In vitro multimerization of human von Willebrand factor from its subunits.
Academic Article
Overview
abstract
von Willebrand factor (vWF) is a multimeric glycoprotein composed of subunits having an estimated molecular mass of 220-240 kDa which are linked by disulphide bonds. Intact, unreduced vWF, has ristocetin co-factor activity, which is lacking in the reduced subunits. To determine whether reduced vWF subunits are capable of being re-multimerized vWF was purified, reduced and then subsequently dialysed in the absence of reducing agents. (1) Purified vWF, (2) reduced vWF, and (3) reduced and dialysed vWF were compared for size composition and for ristocetin co-factor activities. SDS-PAGE showed that the purified vWF failed to enter the gels, while the reduced vWF migrated to a position consistent with a mass of approximately 240 kDa. Reduced and subsequently dialysed vWF subunits multimerized into larger forms, most of which did not enter the gels.
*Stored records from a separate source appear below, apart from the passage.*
//! HTTP API Server
//!
//! Starts and manages the axum-based HTTP server.

use std::net::SocketAddr;
use std::sync::Arc;

use axum::Router;
use http::HeaderValue;
use tower_http::cors::{AllowOrigin, CorsLayer};
use tower_http::trace::TraceLayer;
use tracing::{info, warn};

use relay_core::{Config, EventRelay, SessionStore};

use crate::routes::routes;

/// Shared application state
#[derive(Clone)]
pub struct AppState {
    pub config: Arc<Config>,
    pub store: SessionStore,
    pub relay: EventRelay,
}

impl AppState {
    pub fn new(config: Config, store: SessionStore, relay: EventRelay) -> Self {
        Self {
            config: Arc::new(config),
            store,
            relay,
        }
    }
}

fn cors_layer(config: &Config) -> CorsLayer {
    let Some(origins) = &config.api.allowed_origins else {
        return CorsLayer::permissive();
    };

    let origins: Vec<HeaderValue> = origins
        .iter()
        .filter_map(|origin| match HeaderValue::from_str(origin) {
            Ok(value) => Some(value),
            Err(_) => {
                warn!(origin = %origin, "Ignoring invalid CORS origin");
                None
            }
        })
        .collect();

    CorsLayer::permissive().allow_origin(AllowOrigin::list(origins))
}

/// Build the application router with all layers applied
pub fn build_router(state: AppState) -> Router {
    let cors = cors_layer(&state.config);
    Router::new()
        .merge(routes(state.clone()))
        .layer(TraceLayer::new_for_http())
        .layer(cors)
        .with_state(state)
}

/// Start the HTTP API server
pub async fn start_server(state: AppState) -> anyhow::Result<()> {
    if state.config.api.key.is_none() {
        warn!("No API key configured; the HTTP API accepts unauthenticated requests");
    }

    let port = state.config.api.port;
    let app = build_router(state);

    let addr = SocketAddr::from(([0, 0, 0, 0], port));
    info!("HTTP API listening on {}", addr);

    let listener = tokio::net::TcpListener::bind(addr).await?;
    axum::serve(listener, app).await?;

    Ok(())
}
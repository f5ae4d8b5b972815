//! Error types for relay-core

use thiserror::Error;

/// Main error type for relay-core
#[derive(Error, Debug)]
pub enum Error {
    #[error("Validation error: {0}")]
    Validation(String),

    #[error("Session not found: {0}")]
    SessionNotFound(String),

    #[error("A relay run is already in progress for session: {0}")]
    Conflict(String),

    #[error("Agent runtime error: {0}")]
    Runtime(String),

    #[error("Configuration error: {0}")]
    Config(String),

    #[error("JSON parsing error: {0}")]
    Json(#[from] serde_json::Error),

    #[error("IO error: {0}")]
    Io(#[from] std::io::Error),
}

/// Result type alias for relay-core
pub type Result<T> = std::result::Result<T, Error>;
No residual 240 kDa material was detectable following remultimerization. vWF multimer analysis confirmed the loss of monomer in the reduced and dialysed material and the appearance of new multimers with a size range smaller than the native material. Reduced vWF showed no detectable ristocetin co-factor activity, while the re-multimerized material regained some activity. Thus, we deduce that vWF can spontaneously re-multimerize from its reduced subunits and regain a small but measurable quantity of ristocetin co-factor activity.